» WORK REQUEST
Go through the entries below and say how many lines hold the word "IntoResponse". Nothing else is needed.

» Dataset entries
┄┄┄┄┄┄┄┄┄┄┄┄┄┄┄┄┄┄┄┄

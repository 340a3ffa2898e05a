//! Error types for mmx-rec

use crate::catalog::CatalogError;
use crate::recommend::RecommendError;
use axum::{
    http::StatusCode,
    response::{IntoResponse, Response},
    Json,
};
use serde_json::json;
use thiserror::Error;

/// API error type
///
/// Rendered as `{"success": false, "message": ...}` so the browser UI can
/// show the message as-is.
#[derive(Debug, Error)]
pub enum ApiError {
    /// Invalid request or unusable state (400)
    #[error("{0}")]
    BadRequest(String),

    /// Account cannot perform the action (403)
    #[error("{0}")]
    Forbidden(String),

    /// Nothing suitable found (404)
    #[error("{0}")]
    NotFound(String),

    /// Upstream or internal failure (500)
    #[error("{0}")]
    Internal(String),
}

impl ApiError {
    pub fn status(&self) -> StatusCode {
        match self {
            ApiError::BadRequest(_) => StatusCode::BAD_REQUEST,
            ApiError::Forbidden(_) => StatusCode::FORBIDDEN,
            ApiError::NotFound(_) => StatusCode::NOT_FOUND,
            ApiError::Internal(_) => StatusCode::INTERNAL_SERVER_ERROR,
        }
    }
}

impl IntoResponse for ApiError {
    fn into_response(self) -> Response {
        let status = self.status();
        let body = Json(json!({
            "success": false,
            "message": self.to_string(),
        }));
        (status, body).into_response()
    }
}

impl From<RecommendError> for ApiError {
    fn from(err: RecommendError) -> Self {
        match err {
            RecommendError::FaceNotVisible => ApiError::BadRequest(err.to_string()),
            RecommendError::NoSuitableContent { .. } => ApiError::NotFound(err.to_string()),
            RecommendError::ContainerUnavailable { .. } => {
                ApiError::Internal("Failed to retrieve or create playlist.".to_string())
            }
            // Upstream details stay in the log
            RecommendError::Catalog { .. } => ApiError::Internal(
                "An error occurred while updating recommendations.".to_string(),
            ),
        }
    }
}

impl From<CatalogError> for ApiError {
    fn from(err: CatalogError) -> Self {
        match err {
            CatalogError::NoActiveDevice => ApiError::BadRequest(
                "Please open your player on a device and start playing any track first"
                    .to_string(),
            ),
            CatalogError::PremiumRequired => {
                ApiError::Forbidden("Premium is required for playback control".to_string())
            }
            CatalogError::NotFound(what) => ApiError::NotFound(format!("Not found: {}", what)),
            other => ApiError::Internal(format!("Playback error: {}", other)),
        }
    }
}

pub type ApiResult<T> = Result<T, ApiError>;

┄┄┄┄┄┄┄┄┄┄┄┄┄┄┄┄┄┄┄┄

» TASK OUTPUT
2